ENERJİ GÜVENLİĞİ OLMADAN GÜVENLİK OLMAZ!
Yeni dünya düzeninin enerji merkezli hale gelmesine bağlı olarak Aramco’nun doğrudan ihracat yapan üretim tesisinin vurulması günümüzde enerji güvenliği olmadan güvenliğin olmayacağını bir kez daha hatırlatmıştır. ABD enerji güvenliği konusunda kendi elini güçlendirirken Orta Doğu’nun kırılganlaşması sadece petrol fiyatı üzerinden okunamaz. Enerji alt yapılarının saldırıya açık durumda olması ve saldırıların devamının gelmesi durumunda güç dengeleri ve iş birliği kalıpları değişecektir. Henüz 2018’in sonunda net petrol ihracatçısı haline gelen ABD’nin 2019 Haziran ayında ihracat oranında Suudi Arabistan’ı geride bırakması kaya gazı devriminin vites büyüttüğünü göstermektedir. Amerikan petrol üretiminin 2018 yılından bu yana tahminlerin üzerinde gerçekleşme trendini korumasına bağlı olarak aylık olarak yakalanan ihracat sıçramalarının 2020’den sonra istikrarlı bir çizgi takip edeceği öngörülmektedir. Bu durumda, dünya petrolünün % 18’ini üreten ve % 20’sini tüketen ABD’nin üretim ve tüketimde birinci sırada olmasının yanısıra net ihracatta 5. sıradan daha üst basamaklara çıkması beklenmektedir. Dünya Enerji Ajansı, ABD’nin üretim artışında 2024 yılına kadar toplamda % 70 gibi oldukça yüksek bir artış öngörmektedir. Klasik petrol rezervlerinin rezerv ömürlerinin azalması ve kuyu verimliliklerinin düştüğü mevcut konjonktürde kaya gazının üretimdeki payının artması ABD’nin arz ülkesi haline gelmesini sağlayarak enerji oyununda dengeleri sarsacaktır. İthalat düşüşü ve üretim artışı, ABD’nin ihracat kapasitesinin artış hızını belirleyecektir.

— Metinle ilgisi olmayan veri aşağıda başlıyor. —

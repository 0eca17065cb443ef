use crossterm::event::{KeyCode, KeyEvent};

use crate::tui::app::App;

/// Any key closes the help overlay
pub(super) fn handle_help_overlay(app: &mut App, _key: KeyEvent) {
    app.show_help = false;
}

const PAGE: usize = 10;

/// Scroll or close the recovery log overlay
pub(super) fn handle_recovery_overlay(app: &mut App, key: KeyEvent) {
    let max = app.recovery_log_lines.len().saturating_sub(1);
    match key.code {
        KeyCode::Esc | KeyCode::Char('q') | KeyCode::Char('R') => {
            app.show_recovery_log = false;
        }
        KeyCode::Down | KeyCode::Char('j') => {
            app.recovery_log_scroll = (app.recovery_log_scroll + 1).min(max);
        }
        KeyCode::Up | KeyCode::Char('k') => {
            app.recovery_log_scroll = app.recovery_log_scroll.saturating_sub(1);
        }
        KeyCode::PageDown => {
            app.recovery_log_scroll = (app.recovery_log_scroll + PAGE).min(max);
        }
        KeyCode::PageUp => {
            app.recovery_log_scroll = app.recovery_log_scroll.saturating_sub(PAGE);
        }
        KeyCode::Char('g') | KeyCode::Home => app.recovery_log_scroll = 0,
        KeyCode::Char('G') | KeyCode::End => app.recovery_log_scroll = max,
        _ => {}
    }
}

#[cfg(test)]
mod tests {
    use super::*;
    use crate::tui::render::test_helpers::app_with_tasks;
    use crossterm::event::KeyModifiers;

    fn key(code: KeyCode) -> KeyEvent {
        KeyEvent::new(code, KeyModifiers::NONE)
    }

    #[test]
    fn recovery_scroll_is_clamped() {
        let mut app = app_with_tasks(&[]);
        app.show_recovery_log = true;
        app.recovery_log_lines = (0..15).map(|i| format!("line {i}")).collect();

        handle_recovery_overlay(&mut app, key(KeyCode::PageDown));
        handle_recovery_overlay(&mut app, key(KeyCode::PageDown));
        assert_eq!(app.recovery_log_scroll, 14);
        handle_recovery_overlay(&mut app, key(KeyCode::Char('k')));
        assert_eq!(app.recovery_log_scroll, 13);
        handle_recovery_overlay(&mut app, key(KeyCode::Char('g')));
        assert_eq!(app.recovery_log_scroll, 0);
        handle_recovery_overlay(&mut app, key(KeyCode::Up));
        assert_eq!(app.recovery_log_scroll, 0);

        handle_recovery_overlay(&mut app, key(KeyCode::Esc));
        assert!(!app.show_recovery_log);
    }
}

IEA’nın tahminlerine göre ABD, çok değil iki yıl sonra ihracat kapasitesinde Rusya’yı geride bırakarak Suudi Arabistan’a yetişecektir. OPEC üyesi olmayan ABD’nin ithalat bağımlılığının sona ermiş olması ve IEA’ya göre dünyanın en büyük petrol oyuncusu haline gelecek olması OPEC’in kartel olarak sahip olduğu gücün devam eden erime süreci hızlandıracaktır. Kısa vadede dünya petrol üretiminde artışın OPEC üyesi olmayan ülkelerden bekleniyor olması OPEC’te yapısal sorunların ve uyuşmazlıkların daha hissedilir olmasına yol açacaktır. Enerji oyununda fiyat dışındaki tüm değişkenleri “ceteris paribus” kabul etmek mümkün değilken, kurallar sabit kalsa da hakim güçler değişmeye devam edecektir.